**Exercise instructions**
A copy is needed of each line in the records that has the word "crate".

**Material for the task**

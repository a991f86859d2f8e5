//! Entry Logic
//!
//! Ordered, short-circuiting gate. The first failing check names the reason:
//!
//! 1. Trending regime
//! 2. Previous SuperTrend direction known
//! 3. SuperTrend flipped
//! 4. Flip is -1 -> 1 (BULLISH) or 1 -> -1 (BEARISH)
//! 5. Close strictly beyond the SuperTrend line in the flip direction
//! 6. abs(MACD histogram) >= 0.5
//! 7. Entry confidence >= minimum

use serde::{Deserialize, Serialize};
use std::fmt;

use crate::domain::{EntryDirection, StDirection};
use crate::strategy::params::MIN_ENTRY_CONFIDENCE;

/// Minimum abs(MACD histogram) for an entry
pub const MACD_HIST_MIN: f64 = 0.5;

/// Outcome code for an entry evaluation
#[derive(Debug, Clone, Copy, PartialEq, Eq, Hash, Serialize, Deserialize)]
#[serde(rename_all = "SCREAMING_SNAKE_CASE")]
pub enum EntryReason {
    Ok,
    SidewaysRegime,
    NoPrevSt,
    NoStFlip,
    InvalidStFlip,
    PriceNotAboveSt,
    PriceNotBelowSt,
    MacdHistTooSmall,
    LowEntryConfidence,
}

impl EntryReason {
    pub fn as_str(&self) -> &'static str {
        match self {
            EntryReason::Ok => "OK",
            EntryReason::SidewaysRegime => "SIDEWAYS_REGIME",
            EntryReason::NoPrevSt => "NO_PREV_ST",
            EntryReason::NoStFlip => "NO_ST_FLIP",
            EntryReason::InvalidStFlip => "INVALID_ST_FLIP",
            EntryReason::PriceNotAboveSt => "PRICE_NOT_ABOVE_ST",
            EntryReason::PriceNotBelowSt => "PRICE_NOT_BELOW_ST",
            EntryReason::MacdHistTooSmall => "MACD_HIST_TOO_SMALL",
            EntryReason::LowEntryConfidence => "LOW_ENTRY_CONFIDENCE",
        }
    }
}

impl fmt::Display for EntryReason {
    fn fmt(&self, f: &mut fmt::Formatter<'_>) -> fmt::Result {
        f.write_str(self.as_str())
    }
}

#[derive(Debug, Clone, Copy, PartialEq, Serialize, Deserialize)]
pub struct EntryDecision {
    pub should_enter: bool,
    pub direction: Option<EntryDirection>,
    pub reason: EntryReason,
}

impl EntryDecision {
    fn blocked(reason: EntryReason) -> Self {
        Self {
            should_enter: false,
            direction: None,
            reason,
        }
    }

    fn enter(direction: EntryDirection) -> Self {
        Self {
            should_enter: true,
            direction: Some(direction),
            reason: EntryReason::Ok,
        }
    }
}

/// Everything the entry gate looks at for one candle
#[derive(Debug, Clone, Copy, PartialEq)]
pub struct EntryInputs {
    pub market_regime_is_trending: bool,
    pub st_direction: StDirection,
    pub prev_st_direction: Option<StDirection>,
    pub supertrend_value: f64,
    pub candle_close: f64,
    pub macd_histogram: Option<f64>,
    pub entry_confidence: f64,
}

#[derive(Debug, Clone)]
pub struct EntryLogic {
    min_entry_confidence: f64,
}

impl Default for EntryLogic {
    fn default() -> Self {
        Self::new(MIN_ENTRY_CONFIDENCE)
    }
}

impl EntryLogic {
    pub fn new(min_entry_confidence: f64) -> Self {
        Self { min_entry_confidence }
    }

    pub fn min_entry_confidence(&self) -> f64 {
        self.min_entry_confidence
    }

    pub fn check_entry(&self, inputs: &EntryInputs) -> EntryDecision {
        let decision = self.evaluate(inputs);
        if decision.should_enter {
            tracing::debug!(
                "Entry gates passed: {:?} (confidence {:.0})",
                decision.direction,
                inputs.entry_confidence
            );
        } else {
            tracing::debug!("Entry blocked: {}", decision.reason);
        }
        decision
    }

    fn evaluate(&self, inputs: &EntryInputs) -> EntryDecision {
        if !inputs.market_regime_is_trending {
            return EntryDecision::blocked(EntryReason::SidewaysRegime);
        }

        let Some(prev) = inputs.prev_st_direction else {
            return EntryDecision::blocked(EntryReason::NoPrevSt);
        };

        if inputs.st_direction == prev {
            return EntryDecision::blocked(EntryReason::NoStFlip);
        }

        let Some(direction) = EntryDirection::from_flip(prev, inputs.st_direction) else {
            tracing::warn!(
                "Unexpected SuperTrend transition {} -> {}",
                prev,
                inputs.st_direction
            );
            return EntryDecision::blocked(EntryReason::InvalidStFlip);
        };

        match direction {
            EntryDirection::Bullish if !(inputs.candle_close > inputs.supertrend_value) => {
                return EntryDecision::blocked(EntryReason::PriceNotAboveSt);
            }
            EntryDirection::Bearish if !(inputs.candle_close < inputs.supertrend_value) => {
                return EntryDecision::blocked(EntryReason::PriceNotBelowSt);
            }
            _ => {}
        }

        match inputs.macd_histogram {
            Some(h) if h.abs() >= MACD_HIST_MIN => {}
            _ => return EntryDecision::blocked(EntryReason::MacdHistTooSmall),
        }

        if !(inputs.entry_confidence >= self.min_entry_confidence) {
            return EntryDecision::blocked(EntryReason::LowEntryConfidence);
        }

        EntryDecision::enter(direction)
    }
}
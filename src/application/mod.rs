//! Application Layer
//!
//! Per-candle decision pipeline and process-level logging setup.

pub mod engine;
pub mod logging;

pub use engine::{CandleInput, CandleOutcome, DecisionEngine, OpenPosition, PositionMarks};
pub use logging::init_logging;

**Answer section**
use crate::domain::{EntryDirection, StDirection};
use crate::strategy::params::MIN_ENTRY_CONFIDENCE;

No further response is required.